New Approach Methodologies: Microphysiological Systems for Preclinical Research

So-called new approach methodologies (NAMs) including human cell-based microphysiological systems (MPS) are poised to revolutionize preclinical science and improve the success rate of candidate therapeutics in clinical trials. To achieve these goals, it will be critical to capture aspects of individual physiological differences such as biological sex and hormone status in microphysiological systems and other NAMs. Sex-specific cell culture methods and MPS can enhance our understanding of how biological sex influences health and disease. Our laboratory has demonstrated baseline sex differences in numerous 2D culture and MPS bioassays when a common cell culture medium is used for both sexes. To address this limitation, we developed sex-specific culture methods based on culturing female cells with estradiol and male cells with dihydrotestosterone, the concentrations of which can be tuned to yield sex-equivalent baselines in select 2D and MPS bioassays. This talk will emphasize the application of these culture methods to create sex-specific MPS models of diabetic retinopathy. Sex-matched combinations of primary human retinal microvascular endothelial cells and ocular fibroblasts were used to construct MPS models of an endothelial barrier and vascular beds.

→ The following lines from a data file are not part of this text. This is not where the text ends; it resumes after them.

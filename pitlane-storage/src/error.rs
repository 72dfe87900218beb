use std::io;
use std::path::PathBuf;

use pitlane_core::events::DriverIndex;
use thiserror::Error;

use crate::schema::SinkKind;

#[derive(Debug, Error)]
pub enum StorageError {
    #[error("I/O error on {path}: {source}")]
    Io {
        path: PathBuf,
        #[source]
        source: io::Error,
    },

    #[error("No session has been opened yet")]
    NoSession,

    #[error("Driver {0} has no folder in the current session")]
    UnknownDriver(DriverIndex),

    #[error("No {0} sink in this scope")]
    NoSink(SinkKind),

    #[error("{kind} row has {got} fields but the header has {expected}")]
    Schema {
        kind: SinkKind,
        expected: usize,
        got: usize,
    },
}

impl StorageError {
    pub(crate) fn io(path: impl Into<PathBuf>, source: io::Error) -> Self {
        StorageError::Io {
            path: path.into(),
            source,
        }
    }
}
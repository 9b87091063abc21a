//! the VSL compiler binary. takes a source file and an optional output
//! format (assembly by default).
//!
//! run with `--help` for more info.

use vsl::{back::*, front::*};

use clap::{Parser, ValueEnum};

#[derive(Debug, Parser)]
#[command(version, about, long_about = None)]
struct Args {
    /// the input file
    file: String,
    /// the output format
    #[arg(value_enum, short, long, default_value_t = Output::Asm)]
    out: Output,
}

#[derive(Copy, Clone, Debug, PartialEq, Eq, PartialOrd, Ord, Hash, ValueEnum)]
enum Output {
    /// the list of tokens
    Tokens,
    /// the ast data structure
    Ast,
    /// the resolved program handed to the back end
    Sem,
    /// the resulting assembly code
    Asm,
}

/// Print the diagnostic and terminate with a failing status.
fn fail(diagnostic: impl std::fmt::Display) -> ! {
    eprintln!("{diagnostic}");
    std::process::exit(1);
}

fn main() {
    use Output::*;
    let args = Args::parse();

    let input = match std::fs::read_to_string(&args.file) {
        Ok(input) => input,
        Err(err) => fail(format_args!("cannot read {}: {err}", args.file)),
    };

    match args.out {
        Tokens => {
            let mut lexer = lex::Lexer::new(&input);
            loop {
                match lexer.next() {
                    Ok(Some(token)) => println!("{token}"),
                    Ok(None) => break,
                    Err(err) => fail(err),
                }
            }
        }
        Ast => match parse(&input) {
            Ok(program) => println!("{program:?}"),
            Err(err) => fail(err),
        },
        Sem => match parse(&input).map_err(|err| err.to_string()).and_then(|ast| {
            lower(&ast).map_err(|err| err.to_string())
        }) {
            Ok(program) => println!("{program:?}"),
            Err(err) => fail(err),
        },
        Asm => {
            let ast = parse(&input).unwrap_or_else(|err| fail(err));
            let program = lower(&ast).unwrap_or_else(|err| fail(err));
            let assembly = code_gen(&program).unwrap_or_else(|err| fail(err));
            print!("{assembly}");
        }
    }
}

Estradiol protected against pathological changes induced by diabetic culture conditions, such as increased barrier permeability and basement membrane thickening, in female but not male models. Dihydrotestosterone failed to protect against pathological changes in both female and male models. These results are compatible with clinical observations of increased incidence and severity in male patients. Further refinement of sex-specific MPS will enable the investigation of sex-based precision therapies that target sex hormone signaling in diabetic retinopathy and other diseases. 

Learning Objectives:

1. Describe how new approach methodologies (NAMs) and microphysiological systems (MPS) can improve preclinical research and therapeutic development.

2. Differentiate the impact of sex-specific cell culture methods on baseline responses in 2D and MPS bioassays.

3. Interpret findings from sex-specific MPS models of diabetic retinopathy to evaluate implications for precision therapies.